(Collected data entries)
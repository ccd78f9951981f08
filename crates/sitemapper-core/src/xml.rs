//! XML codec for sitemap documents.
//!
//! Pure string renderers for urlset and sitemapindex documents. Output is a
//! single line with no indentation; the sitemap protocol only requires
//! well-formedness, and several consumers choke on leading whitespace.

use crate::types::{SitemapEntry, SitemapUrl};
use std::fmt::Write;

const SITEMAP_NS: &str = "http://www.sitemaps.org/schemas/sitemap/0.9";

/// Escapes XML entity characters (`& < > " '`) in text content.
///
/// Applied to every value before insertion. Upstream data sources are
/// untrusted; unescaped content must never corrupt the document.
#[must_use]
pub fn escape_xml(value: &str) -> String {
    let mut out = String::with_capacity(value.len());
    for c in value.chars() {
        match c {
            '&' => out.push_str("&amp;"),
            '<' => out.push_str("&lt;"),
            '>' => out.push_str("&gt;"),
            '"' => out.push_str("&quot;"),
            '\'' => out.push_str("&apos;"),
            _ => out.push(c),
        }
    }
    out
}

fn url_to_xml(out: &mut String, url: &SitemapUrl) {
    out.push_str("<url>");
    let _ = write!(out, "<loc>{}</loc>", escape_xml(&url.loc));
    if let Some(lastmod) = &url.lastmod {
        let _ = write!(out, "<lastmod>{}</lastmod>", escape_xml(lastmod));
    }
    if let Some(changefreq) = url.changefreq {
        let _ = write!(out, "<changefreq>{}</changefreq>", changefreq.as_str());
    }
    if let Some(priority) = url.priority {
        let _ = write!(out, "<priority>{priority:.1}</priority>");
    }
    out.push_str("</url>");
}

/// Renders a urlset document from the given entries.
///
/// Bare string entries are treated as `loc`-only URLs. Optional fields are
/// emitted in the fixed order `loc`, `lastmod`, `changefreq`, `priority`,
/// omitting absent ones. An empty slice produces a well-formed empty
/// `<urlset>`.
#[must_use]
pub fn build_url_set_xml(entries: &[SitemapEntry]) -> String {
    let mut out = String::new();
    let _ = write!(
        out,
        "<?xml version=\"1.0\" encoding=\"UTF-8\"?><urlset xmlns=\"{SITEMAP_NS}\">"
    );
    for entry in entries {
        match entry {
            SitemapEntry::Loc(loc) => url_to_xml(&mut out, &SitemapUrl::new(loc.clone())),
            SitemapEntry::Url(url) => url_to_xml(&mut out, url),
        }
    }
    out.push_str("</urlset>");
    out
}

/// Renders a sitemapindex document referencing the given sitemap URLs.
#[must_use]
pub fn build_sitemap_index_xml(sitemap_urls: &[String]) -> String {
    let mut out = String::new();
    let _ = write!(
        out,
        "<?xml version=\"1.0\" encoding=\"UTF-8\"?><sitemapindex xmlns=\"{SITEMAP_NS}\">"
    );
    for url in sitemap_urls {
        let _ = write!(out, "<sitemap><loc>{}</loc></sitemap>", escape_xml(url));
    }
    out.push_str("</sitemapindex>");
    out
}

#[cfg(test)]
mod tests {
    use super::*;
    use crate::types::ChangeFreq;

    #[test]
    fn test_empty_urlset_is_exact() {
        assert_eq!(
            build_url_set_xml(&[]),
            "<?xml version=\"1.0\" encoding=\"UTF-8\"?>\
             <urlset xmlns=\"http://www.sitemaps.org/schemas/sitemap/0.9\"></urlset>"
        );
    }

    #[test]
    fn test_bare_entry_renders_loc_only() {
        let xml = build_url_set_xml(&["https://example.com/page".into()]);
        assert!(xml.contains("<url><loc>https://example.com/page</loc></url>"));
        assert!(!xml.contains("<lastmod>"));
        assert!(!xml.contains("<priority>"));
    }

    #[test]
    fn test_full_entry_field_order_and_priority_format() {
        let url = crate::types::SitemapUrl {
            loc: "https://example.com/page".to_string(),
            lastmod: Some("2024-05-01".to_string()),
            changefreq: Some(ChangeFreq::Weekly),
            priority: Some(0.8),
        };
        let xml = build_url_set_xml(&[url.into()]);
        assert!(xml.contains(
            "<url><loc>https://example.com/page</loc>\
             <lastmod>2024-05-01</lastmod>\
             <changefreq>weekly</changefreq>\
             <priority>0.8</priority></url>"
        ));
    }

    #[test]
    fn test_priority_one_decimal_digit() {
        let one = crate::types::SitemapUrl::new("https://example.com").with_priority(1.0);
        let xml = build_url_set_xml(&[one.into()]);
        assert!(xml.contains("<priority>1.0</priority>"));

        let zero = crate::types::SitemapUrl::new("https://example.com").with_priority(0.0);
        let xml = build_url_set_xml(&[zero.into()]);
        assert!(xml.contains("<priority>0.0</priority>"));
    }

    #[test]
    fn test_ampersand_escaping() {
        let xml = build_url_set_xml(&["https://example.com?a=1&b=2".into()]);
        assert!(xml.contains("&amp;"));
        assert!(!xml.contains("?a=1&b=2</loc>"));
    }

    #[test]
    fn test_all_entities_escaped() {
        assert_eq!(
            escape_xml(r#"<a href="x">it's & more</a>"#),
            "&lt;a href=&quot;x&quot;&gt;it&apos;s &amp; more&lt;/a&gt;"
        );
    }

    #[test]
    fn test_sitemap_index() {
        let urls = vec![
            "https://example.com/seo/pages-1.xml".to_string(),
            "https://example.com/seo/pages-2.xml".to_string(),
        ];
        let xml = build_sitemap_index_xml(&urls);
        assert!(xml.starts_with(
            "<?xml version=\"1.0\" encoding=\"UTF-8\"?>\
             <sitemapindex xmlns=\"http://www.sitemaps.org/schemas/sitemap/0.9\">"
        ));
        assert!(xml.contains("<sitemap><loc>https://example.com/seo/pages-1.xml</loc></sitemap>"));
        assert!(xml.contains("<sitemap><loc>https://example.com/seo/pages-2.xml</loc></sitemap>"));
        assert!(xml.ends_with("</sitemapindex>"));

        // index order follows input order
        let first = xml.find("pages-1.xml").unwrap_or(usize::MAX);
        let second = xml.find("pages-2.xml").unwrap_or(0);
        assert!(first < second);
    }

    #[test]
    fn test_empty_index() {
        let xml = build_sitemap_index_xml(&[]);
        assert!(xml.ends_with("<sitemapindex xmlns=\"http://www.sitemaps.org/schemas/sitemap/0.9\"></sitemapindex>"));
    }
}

TASK ITEM:
From the entries above, write out only the lines starting at the line that holds "protocol only requires" and ending at the line that holds "use std::fmt::Write;", keeping both and matching them exactly.

RESPONSE TO THIS EXERCISE:
//! single line with no indentation; the sitemap protocol only requires
//! well-formedness, and several consumers choke on leading whitespace.

use crate::types::{SitemapEntry, SitemapUrl};
use std::fmt::Write;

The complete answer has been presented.